I am amazed that Malacañang should state that the government cannot interfere in market operations of the private sector. The government’s job is to protect its citizens, that is its reason for existence otherwise we just revert to Hobbe’s state of nature—a truly scary prospect! In this neo liberal economy that we have here in the Philippines, the private sector is meant to be fairly unconstrained but that does not mean (or at least should not mean) that it can just do what it likes.

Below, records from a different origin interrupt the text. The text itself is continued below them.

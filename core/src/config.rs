//! Compiled-in configuration
//!
//! The appliance has no runtime configuration surface. Everything tunable
//! lives in [`ClockConfig`], whose `Default` is the shipped behaviour.

use embassy_time::Duration;

/// One second in milliseconds
pub const MILLIS_PER_SECOND: u32 = 1_000;
/// One minute in milliseconds
pub const MILLIS_PER_MINUTE: u32 = 60 * MILLIS_PER_SECOND;
/// One hour in milliseconds
pub const MILLIS_PER_HOUR: u32 = 60 * MILLIS_PER_MINUTE;
/// One day in milliseconds
pub const MILLIS_PER_DAY: u32 = 24 * MILLIS_PER_HOUR;

/// Default time endpoint
pub const DEFAULT_TIME_URL: &str =
    "https://www.timeapi.io/api/Time/current/zone?timeZone=Europe/Dublin";
/// Default text endpoint
pub const DEFAULT_TEXT_URL: &str = "https://www.affirmations.dev/";

/// Millisecond time of day from wall-clock fields
pub const fn time_of_day_ms(hour: u8, minute: u8, second: u8) -> u32 {
    hour as u32 * MILLIS_PER_HOUR + minute as u32 * MILLIS_PER_MINUTE + second as u32 * MILLIS_PER_SECOND
}

/// Direction of a "has the clock passed this threshold" comparison
#[derive(Debug, Clone, Copy, PartialEq, Eq)]
pub enum Boundary {
    /// `now >= threshold`
    Inclusive,
    /// `now > threshold`
    Exclusive,
}

impl Boundary {
    /// Whether `now` counts as past `threshold`
    pub fn is_past(self, now: u32, threshold: u32) -> bool {
        match self {
            Boundary::Inclusive => now >= threshold,
            Boundary::Exclusive => now > threshold,
        }
    }
}

/// Daily wake/sleep thresholds, in milliseconds since midnight
///
/// `wake_ms < sleep_ms` within one calendar day.
#[derive(Debug, Clone, Copy, PartialEq, Eq)]
pub struct NightWindow {
    pub wake_ms: u32,
    pub sleep_ms: u32,
    /// Comparison used to decide the device is past `sleep_ms`
    pub sleep_boundary: Boundary,
    /// Comparison used to decide the wake time already passed today, in
    /// which case the wake target is tomorrow's
    pub wake_rollover: Boundary,
    /// Also treat the early morning (before `wake_ms`) as night
    pub sleep_before_wake: bool,
}

impl NightWindow {
    /// Build a window from `(hour, minute)` thresholds.
    ///
    /// Returns `None` unless wake precedes sleep within the day.
    pub const fn new(wake: (u8, u8), sleep: (u8, u8)) -> Option<Self> {
        let wake_ms = time_of_day_ms(wake.0, wake.1, 0);
        let sleep_ms = time_of_day_ms(sleep.0, sleep.1, 0);
        if wake_ms >= sleep_ms || sleep_ms >= MILLIS_PER_DAY {
            return None;
        }
        Some(Self {
            wake_ms,
            sleep_ms,
            sleep_boundary: Boundary::Inclusive,
            wake_rollover: Boundary::Exclusive,
            sleep_before_wake: true,
        })
    }
}

impl Default for NightWindow {
    fn default() -> Self {
        // 08:00 - 23:00
        Self {
            wake_ms: 8 * MILLIS_PER_HOUR,
            sleep_ms: 23 * MILLIS_PER_HOUR,
            sleep_boundary: Boundary::Inclusive,
            wake_rollover: Boundary::Exclusive,
            sleep_before_wake: true,
        }
    }
}

/// Everything the two workers need to know about timing and endpoints
#[derive(Debug, Clone, Copy)]
pub struct ClockConfig {
    pub time_url: &'static str,
    pub text_url: &'static str,
    pub night: NightWindow,
    /// Added to every computed delay so fetches land after the boundary
    pub api_padding: Duration,
    /// Delay before the first time sync after boot
    pub first_sync_delay: Duration,
    /// Night check period while the device is awake
    pub night_check_period: Duration,
    /// How long the good-night message stays up before hibernating
    pub night_announce_hold: Duration,
    /// Delay between carousel frames (one pixel column per frame)
    pub carousel_frame_delay: Duration,
    /// Wait before retrying the carousel when no text was ever fetched
    pub carousel_retry_delay: Duration,
    pub celebration_frames: u16,
    pub celebration_frame_delay: Duration,
}

impl Default for ClockConfig {
    fn default() -> Self {
        Self {
            time_url: DEFAULT_TIME_URL,
            text_url: DEFAULT_TEXT_URL,
            night: NightWindow::default(),
            api_padding: Duration::from_millis(100),
            first_sync_delay: Duration::from_secs(1),
            night_check_period: Duration::from_secs(10 * 60),
            night_announce_hold: Duration::from_secs(5),
            carousel_frame_delay: Duration::from_millis(15),
            carousel_retry_delay: Duration::from_secs(5),
            celebration_frames: 300,
            celebration_frame_delay: Duration::from_millis(15),
        }
    }
}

In the currently being written about Manila Electric Co. (Meralco) rate hike, it was suggested last week that electricity costs will increase by anywhere between P 2.5 and P3 per kilowatt-hour, and now the Energy Regulatory Commission has approved an increase of P4.15/kWh, the highest in Philippines history. This is an increase of about 33 percent in a single month. Clearly, this is outrageous as observed by fellow columnist Ben Kritz on Tuesday. Liquefied petroleum gas (LPG) has just increased by about P130 for a tank which previously cost about P780, or a 16-percent increase “at a stroke.” The cost of electricity on the Wholesale Electricity Spot Market has, I am told, reached P60/kWh. Whether or not this “spike” is contrived, the glib reason for it is that it is due to many power plants as well as fuel supplier Malampaya being out for maintenance at the same time. Preventative maintenance is something which can be planned, it should not be that 50 percent to 60 percent of Luzon’s power generation should be out of action all at the same time; it is a simple matter for government to schedule in order to minimize shortages in generation capacity. And in order to protect the people, that is what should have been done. The regulator, the Energy Regulatory Commission, says that the Meralco price increase is in accordance with a formula that they have already approved (on behalf of the public)—it would be hoped that the formula would have been tested against several maintenance/outage scenarios before it was approved, but it looks as if it wasn’t.
But then on the other hand, we see that Metropolitan Waterworks and Sewerage System (MWSS) unilaterally a few months ago imposed a rate cut of P 1.48 per cubic meter on Manila Water Services Inc., a matter which is now in arbitration.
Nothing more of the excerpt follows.